THE TASK => Find every line containing the string "store" in the data below, and report how many there are, with no other words.

"""

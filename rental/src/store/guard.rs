use std::sync::atomic::{AtomicBool, Ordering};
use std::sync::Arc;

use crate::error::{RentalError, Result};

/// In-flight flag for a save action.
///
/// A second save started while one is running is rejected rather than queued.
/// There is no timeout: the flag clears when the [`SaveTicket`] is dropped.
#[derive(Debug, Clone, Default)]
pub struct SaveGuard {
    in_flight: Arc<AtomicBool>,
}

impl SaveGuard {
    pub fn new() -> Self {
        Self::default()
    }

    /// Claim the flag, or fail with [`RentalError::SaveInFlight`].
    pub fn try_begin(&self) -> Result<SaveTicket> {
        self.in_flight
            .compare_exchange(false, true, Ordering::AcqRel, Ordering::Acquire)
            .map_err(|_| RentalError::SaveInFlight)?;
        Ok(SaveTicket {
            in_flight: Arc::clone(&self.in_flight),
        })
    }

    pub fn is_in_flight(&self) -> bool {
        self.in_flight.load(Ordering::Acquire)
    }
}

/// Held for the duration of one save.
#[derive(Debug)]
pub struct SaveTicket {
    in_flight: Arc<AtomicBool>,
}

impl Drop for SaveTicket {
    fn drop(&mut self) {
        self.in_flight.store(false, Ordering::Release);
    }
}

"""

WRITTEN SOLUTION => 2